1. "poesia" dadaísta
Os dadaístas não criam, mas fabricam. Assim, desta forma tão simples, eles baixam a gloriosa Arte (com maiúscula) dos pedestais e a rebaixam ao terreno do mecânico, do prosaico. Na sua Manifesto sobre amor fraco e amor amargo (1921), Tristan Tzara detalha os passos para fazer um "poema".
Entre eles, encontramos recortes de jornais retirados aleatoriamente de uma sacola, e posteriormente colocados sobre uma folha. É, claro, o que de Micheli chamou de “antiliteratura”; não há processo criativo, pois tudo é deixado ao acaso.
Não deixa de ser curioso, porém, o belo título com que Tzara intitulou este manifesto, um título cheio de poesia que, apesar de conter uma evidente carga sarcástica, denota, mais uma vez, que os dadaístas eram, no fundo, artistas. Mesmo que quisessem fingir o contrário.
2. "escultura" dadaísta
se temos em mente O famoso urinol de Marcel Duchamp (1887-1968), já temos uma imagem clara do que os dadaístas apresentavam como escultura. A “obra”, ironicamente intitulada A fonte, foi simplesmente comprado por Duchamp (de que outra forma ele faria um mictório sem ser encanador?) e enviado para a Associação Anual de Artistas Independentes. A “obra” foi rejeitada, claro, mas essa era a intenção do artista. Como bom dadaísta, Duchamp não acreditava em instituições artísticas ou similares, nem mesmo "independentes".
Contra todas as probabilidades, The Fountain está atualmente em exibição em um museu, The Tate Modern, em Londres. Com certeza, Duchamp teria rido, e muito, com isso.
3. “pintura” dadaísta
O famoso Gioconda de da Vinci, um ícone inegável da arte universal, adornado com lustrosos bigodes negros. Assim o apresentou o conhecido Marcel Duchamp; em 1919 ele pegou uma reprodução da Monna Lisa e acrescentou um bigode e as letras L. h. QUALQUER. QUALQUER. Q. Se essas cartas forem lidas rapidamente em francês, obtemos a frase “elle a chaud au cul”, ou seja, “ela tem uma bunda gostosa”. A provocação é mais do que evidente.

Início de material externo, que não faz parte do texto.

use std::collections::HashSet;

use adventure_engine::{
    AttributePool, BinaryOracle, Character, CharacterError, Draw, Level, ScriptedSource,
    SeededSource,
};
use rand::SeedableRng;
use rand_chacha::ChaCha8Rng;

fn speed_pool() -> AttributePool {
    AttributePool::with_names(["Speed"])
}

fn oracle(draw: Draw) -> BinaryOracle<ScriptedSource> {
    BinaryOracle::new(ScriptedSource::always(draw))
}

#[test]
fn new_character_has_name_and_no_points() {
    let pool = speed_pool();
    let c = Character::generate(&mut oracle(Draw::First), &pool, "apple", 1).unwrap();
    assert_eq!(c.name(), "apple");
    assert_eq!(c.points(), 0);
    assert_eq!(c.attributes().len(), 1);
}

#[test]
fn zero_attributes_is_allowed() {
    let pool = speed_pool();
    let c = Character::generate(&mut oracle(Draw::First), &pool, "teddy", 0).unwrap();
    assert!(c.attributes().is_empty());
}

#[test]
fn oracle_decides_starting_level() {
    let pool = speed_pool();
    let high = Character::generate(&mut oracle(Draw::First), &pool, "teddy", 1).unwrap();
    assert_eq!(high.level("Speed"), Ok(Level::High));
    let low = Character::generate(&mut oracle(Draw::Second), &pool, "teddy", 1).unwrap();
    assert_eq!(low.level("Speed"), Ok(Level::Low));
}

#[test]
fn increment_attribute_is_idempotent_at_high() {
    let pool = speed_pool();
    let mut c = Character::generate(&mut oracle(Draw::Second), &pool, "teddy", 1).unwrap();
    assert_eq!(c.increment_attribute("Speed"), Ok(true));
    assert_eq!(c.level("Speed"), Ok(Level::High));
    assert_eq!(c.increment_attribute("Speed"), Ok(false));
    assert_eq!(c.level("Speed"), Ok(Level::High));
}

#[test]
fn decrement_attribute_is_idempotent_at_low() {
    let pool = speed_pool();
    let mut c = Character::generate(&mut oracle(Draw::First), &pool, "teddy", 1).unwrap();
    assert_eq!(c.decrement_attribute("Speed"), Ok(true));
    assert_eq!(c.level("Speed"), Ok(Level::Low));
    assert_eq!(c.decrement_attribute("Speed"), Ok(false));
}

#[test]
fn unknown_attribute_is_an_error() {
    let pool = speed_pool();
    let mut c = Character::generate(&mut oracle(Draw::First), &pool, "teddy", 0).unwrap();
    let expected = CharacterError::UnknownAttribute {
        character: "teddy".into(),
        attribute: "dne".into(),
    };
    assert_eq!(c.increment_attribute("dne"), Err(expected.clone()));
    assert_eq!(c.decrement_attribute("dne"), Err(expected));
    assert!(c.decrement_attribute("Speed").is_err());
}

#[test]
fn cannot_sample_more_than_the_pool() {
    let pool = speed_pool();
    let err = Character::generate(&mut oracle(Draw::First), &pool, "teddy", 2).unwrap_err();
    assert_eq!(
        err,
        CharacterError::NotEnoughAttributes {
            requested: 2,
            available: 1
        }
    );
}

#[test]
fn whole_pool_is_selected_when_requested() {
    let pool = AttributePool::with_names(["Speed", "Morality", "Toughness", "Luck"]);
    let mut oracle = BinaryOracle::new(SeededSource::from_seed(9));
    let c = Character::generate(&mut oracle, &pool, "Brian", pool.len()).unwrap();
    let got: HashSet<&str> = c.attributes().keys().map(String::as_str).collect();
    let want: HashSet<&str> = pool.iter().collect();
    assert_eq!(got, want);
}

#[test]
fn sampled_attributes_are_distinct_pool_members() {
    let pool = AttributePool::with_names(["Speed", "Morality", "Toughness", "Luck", "Wit"]);
    let mut rng = ChaCha8Rng::seed_from_u64(3);
    for seed in 0..20 {
        let mut oracle = BinaryOracle::new(SeededSource::from_seed(seed));
        let c = Character::generate_with_rng(&mut oracle, &pool, "Brian", 3, &mut rng).unwrap();
        assert_eq!(c.attributes().len(), 3);
        assert!(c.attributes().keys().all(|k| pool.contains(k)));
    }
}

#[test]
fn top_up_keeps_existing_attributes() {
    let mut pool = speed_pool();
    let mut c = Character::generate(&mut oracle(Draw::Second), &pool, "teddy", 1).unwrap();
    pool.register("Speed2");
    c.top_up_attributes(&mut oracle(Draw::First), &pool, 2).unwrap();
    assert_eq!(c.name(), "teddy");
    assert_eq!(c.level("Speed"), Ok(Level::Low));
    assert_eq!(c.level("Speed2"), Ok(Level::High));
}

#[test]
fn top_up_rejects_oversized_requests() {
    let pool = speed_pool();
    let mut c = Character::generate(&mut oracle(Draw::First), &pool, "teddy", 1).unwrap();
    assert!(matches!(
        c.top_up_attributes(&mut oracle(Draw::First), &pool, 2),
        Err(CharacterError::NotEnoughAttributes { .. })
    ));
}

#[test]
fn clearing_the_pool_does_not_touch_existing_characters() {
    let mut pool = AttributePool::with_names(["Speed", "Morality"]);
    let c = Character::generate(&mut oracle(Draw::First), &pool, "teddy", 2).unwrap();
    pool.clear();
    assert_eq!(c.attributes().len(), 2);
    assert!(Character::generate(&mut oracle(Draw::First), &pool, "eddy", 1).is_err());
}

#[test]
fn points_increment_and_decrement() {
    let pool = speed_pool();
    let mut c = Character::generate(&mut oracle(Draw::First), &pool, "teddy", 0).unwrap();
    assert_eq!(c.increment_points(10), 10);
    assert_eq!(c.increment_points(-10), 0);
    assert_eq!(c.decrement_points(10), 0);
    assert_eq!(c.points(), 0);
    c.increment_points(5);
    assert_eq!(c.decrement_points(2), 3);
}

Com esta obra, Duchamp leva o Dadaísmo à sua expressão máxima, pois, antes de mais nada, ridiculariza uma obra consagrada, demonstrando assim que nenhuma arte é “sagrada”; Em segundo lugar, a criação artística é novamente rebaixada dos pedestais, pois se apropria da obra alheia e a modifica à vontade. Por esta razão, os dadaístas têm sido considerados os precursores do arte da nova mídia ou de arte da nova mídia, pois foram dos primeiros a exercer a apropriação de obras de arte para um novo uso, além de utilizarem profusamente técnicas como a colagem e a fotomontagem.